Posttraumatic stress disorder (PTSD) is synonymous with trauma, however, many people who are traumatised might not receive a PTSD diagnosis.
There are two main reasons as to why:
1. Criterion A in the PTSD diagnostic criteria
2. There are many other signs of trauma besides the stipulated criteria in a PTSD diagnosis
Let’s discuss the importance of criterion A first. There used to be two parts to this criterion, A1 and A2, but A2 was deleted from the DSM-5, the most recent edition of the DSM, because it had no “utility”. A2 stated that: The person's response (to criterion A) involved intense fear, helplessness, or horror. Why A2 was deleted is beyond me, because without having a response to an event, it is impossible to be traumatised.

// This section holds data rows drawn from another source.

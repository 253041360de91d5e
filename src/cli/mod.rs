//! CLI module - argument parsing and the conversion driver

mod args;
pub mod exit_code;
mod run;

pub use args::Cli;
pub use run::*;
//! Process exit codes for hdcv
//!
//! These let scripts tell apart the ways a conversion can fail.

/// Conversion succeeded, or help/version was shown.
pub const SUCCESS: u8 = 0;

/// Fewer than three positional arguments were given.
pub const TOO_FEW_ARGUMENTS: u8 = 1;

/// An unrecognised flag or an extra positional argument was given.
pub const UNKNOWN_ARGUMENT: u8 = 2;

/// The source or target base is not decimal integer text.
pub const NON_NUMERIC_BASE: u8 = 3;

/// The conversion itself rejected the input (bad digit, empty input, bad base).
pub const CONVERSION_FAILED: u8 = 4;

/// Any other recoverable failure, such as being unable to write the result.
pub const OTHER_FAILURE: u8 = 5;

/// A failure nothing else accounted for (a panic escaped the driver).
pub const UNKNOWN_FAILURE: u8 = 6;
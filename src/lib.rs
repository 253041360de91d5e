//! hdcv: Number Base Conversion Library
//!
//! Parses integer text written in any radix from 2 to 36 into an `i64` and
//! renders it back out in another radix.

pub mod cli;
pub mod convert;
pub mod utils;

pub use convert::{convert, format_number, parse_number, ConvertError};
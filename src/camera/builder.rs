use super::client::ResilientCameraClient;
use super::transport::{CameraTransport, HttpTransport};
use crate::config::GopilotConfig;
use crate::error::{GopilotError, Result};
use std::sync::Arc;
use tracing::info;

/// Builder for the resilient camera client
pub struct CameraClientBuilder {
    config: Option<GopilotConfig>,
    transport: Option<Arc<dyn CameraTransport>>,
}

impl CameraClientBuilder {
    pub fn new() -> Self {
        Self {
            config: None,
            transport: None,
        }
    }

    pub fn config(mut self, config: GopilotConfig) -> Self {
        self.config = Some(config);
        self
    }

    /// Use a custom transport instead of HTTP
    pub fn transport(mut self, transport: Arc<dyn CameraTransport>) -> Self {
        self.transport = Some(transport);
        self
    }

    pub fn build(self) -> Result<ResilientCameraClient> {
        let config = self
            .config
            .ok_or_else(|| GopilotError::system("Camera configuration must be specified"))?;

        let transport = match self.transport {
            Some(transport) => transport,
            None => {
                let http = HttpTransport::new(&config.camera).map_err(|e| {
                    GopilotError::system(format!("Failed to create camera transport: {}", e))
                })?;
                info!(
                    "Camera client targeting {} (media {})",
                    config.camera.base_url, config.camera.media_base_url
                );
                Arc::new(http)
            }
        };

        Ok(ResilientCameraClient::new(transport, &config))
    }
}

impl Default for CameraClientBuilder {
    fn default() -> Self {
        Self::new()
    }
}
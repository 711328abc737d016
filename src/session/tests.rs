use super::*;
use crate::camera::{CameraClientBuilder, CameraTransport, MockTransport, OperationKind, TransportError};
use crate::config::{GopilotConfig, StopFailurePolicy};
use crate::error::{CameraError, GopilotError, SessionError};
use crate::events::EventBus;
use crate::infrastructure::{AuditEntry, AuditEventKind, AuditLog, AuditReader};
use std::path::PathBuf;
use std::sync::Arc;
use std::time::Duration;
use tempfile::TempDir;
use tokio::sync::{broadcast, mpsc};
use tokio_util::sync::CancellationToken;

struct Harness {
    mock: Arc<MockTransport>,
    machine: Arc<SessionStateMachine>,
    audit_path: PathBuf,
    _temp_dir: TempDir,
}

impl Harness {
    async fn entries(&self) -> Vec<AuditEntry> {
        AuditReader::new(&self.audit_path).read_all().await.unwrap()
    }

    async fn kinds(&self) -> Vec<AuditEventKind> {
        self.entries().await.iter().map(|e| e.event_kind).collect()
    }
}

fn create_test_config() -> GopilotConfig {
    let mut config = GopilotConfig::default();
    config.camera.request_timeout_ms = 200;
    config.retry.max_retries = 1;
    config.retry.base_delay_ms = 1;
    config.retry.max_delay_ms = 2;
    config.breaker.failure_threshold = 3;
    config.breaker.cooldown_ms = 60_000;
    config.readiness.framing = 0.8;
    config.readiness.lighting = 0.8;
    config.readiness.motion = 0.8;
    config.readiness.poll_interval_ms = 5;
    config.session.capture_seconds = 0;
    config
}

async fn create_harness(config: GopilotConfig) -> Harness {
    let temp_dir = TempDir::new().unwrap();
    let audit_path = temp_dir.path().join("audit.jsonl");
    let mock = Arc::new(MockTransport::new());
    let client = CameraClientBuilder::new()
        .config(config.clone())
        .transport(Arc::clone(&mock) as Arc<dyn CameraTransport>)
        .build()
        .unwrap();
    let audit = Arc::new(AuditLog::open(&audit_path).await.unwrap());
    let machine = SessionStateMachine::new(
        Arc::new(client),
        audit,
        ReadinessThresholds::from(&config.readiness),
        config.session.stop_failure_policy,
    );

    Harness {
        mock,
        machine: Arc::new(machine),
        audit_path,
        _temp_dir: temp_dir,
    }
}

fn ready() -> ReadinessScore {
    ReadinessScore::new(0.9, 0.9, 0.9).unwrap()
}

fn not_ready() -> ReadinessScore {
    ReadinessScore::new(0.9, 0.5, 0.9).unwrap()
}

fn refused() -> TransportError {
    TransportError::Connect("connection refused".to_string())
}

fn video_intent() -> CameraIntent {
    CameraIntent::new("walk through the market", crate::camera::CameraMode::Video)
}

/// Start a session and bring it to CAPTURING
async fn start_capturing(harness: &Harness) -> String {
    let session_id = harness.machine.start_session(video_intent()).await.unwrap();
    harness.machine.tick(ready()).await.unwrap();
    harness.machine.confirm().await.unwrap();
    session_id
}

#[tokio::test]
async fn test_ready_scores_lead_to_single_capture() {
    let harness = create_harness(create_test_config()).await;

    harness.machine.start_session(video_intent()).await.unwrap();
    assert_eq!(harness.machine.state().await, SessionState::Guiding);

    assert_eq!(harness.machine.tick(ready()).await.unwrap(), SessionState::ReadyToShoot);
    assert_eq!(harness.machine.confirm().await.unwrap(), SessionState::Capturing);

    assert_eq!(harness.mock.request_count(OperationKind::StartCapture), 1);
    assert!(harness.mock.is_capturing());
    assert_eq!(
        harness.kinds().await,
        vec![
            AuditEventKind::SessionStarted,
            AuditEventKind::ReadyToShoot,
            AuditEventKind::CaptureStarted
        ]
    );
}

If the the American Psychiatric Association's (APA), “scientific” model of PTSD/trauma were replicable, an A1 event would always result in trauma. It doesn’t. Some people experience these events and don’t develop PTSD, or other signs of trauma. Why? In addition, many other experiences not listed in criterion A do result in trauma. Why? Because of the person’s response and experience of the event. This needs to be taken seriously as too many people who are suffering and desperate as a result, are not getting the help they need.
By deleting and not expanding on A2, the APA has undermined the importance of the subjective experience, deeming it non-scientific, which is just ridiculous. The implication is that criterion A is an objective measurement of trauma, which it is not. A huge contradiction in deleting A2 and calling it useless, is that the rest of the PTSD criteria, namely; B, C, D, E and G* only measure the person’s response. Crucially however, if criterion A is not nominated, the other criteria won’t even be considered.
Conventional methods either ignore or overly focus on symptoms, instead of seeing them as a bread crumb trail to the causes. For example, if your blood test results fall within normal parameters (forget optimal), albeit at the cusp of the lower or upper end, your symptoms will be ignored and the dots won't be connected, you might even be passed off as a hypochondriac and if you're a woman you'll often be given a prescription for either anti-depressants or anti-anxiety medication. Whereas, if you can tick criterion A, the symptoms become all important in the sense of either squashing them with medication, which doesn't work long term, or using methods such as cognitive behavioural therapy which only 'talks' to the prefrontal cortex, which is often offline when traumatised. Things are changing, but too slowly for those who are suffering, this is why the importance of trauma-informed care cannot be overemphasised.
Trauma should be listed as an etiological factor for nearly every diagnosis in the DSM, along with any other root causes. Just imagine how the treatment of certain conditions would change if unresolved traumatic stress, giving rise to many symptoms, if not all symptoms in some cases, was addressed? Why not treat the cause(s) instead of the symptoms which very often puts us on an expensive, helpless and hopeless merry-go-round with seemingly no way of getting off? We need to ask who benefits from the system as it is currently set up, it certainly isn’t the tens of thousands, if not millions, suffering needlessly from unresolved traumatic stress in all its many manifestations.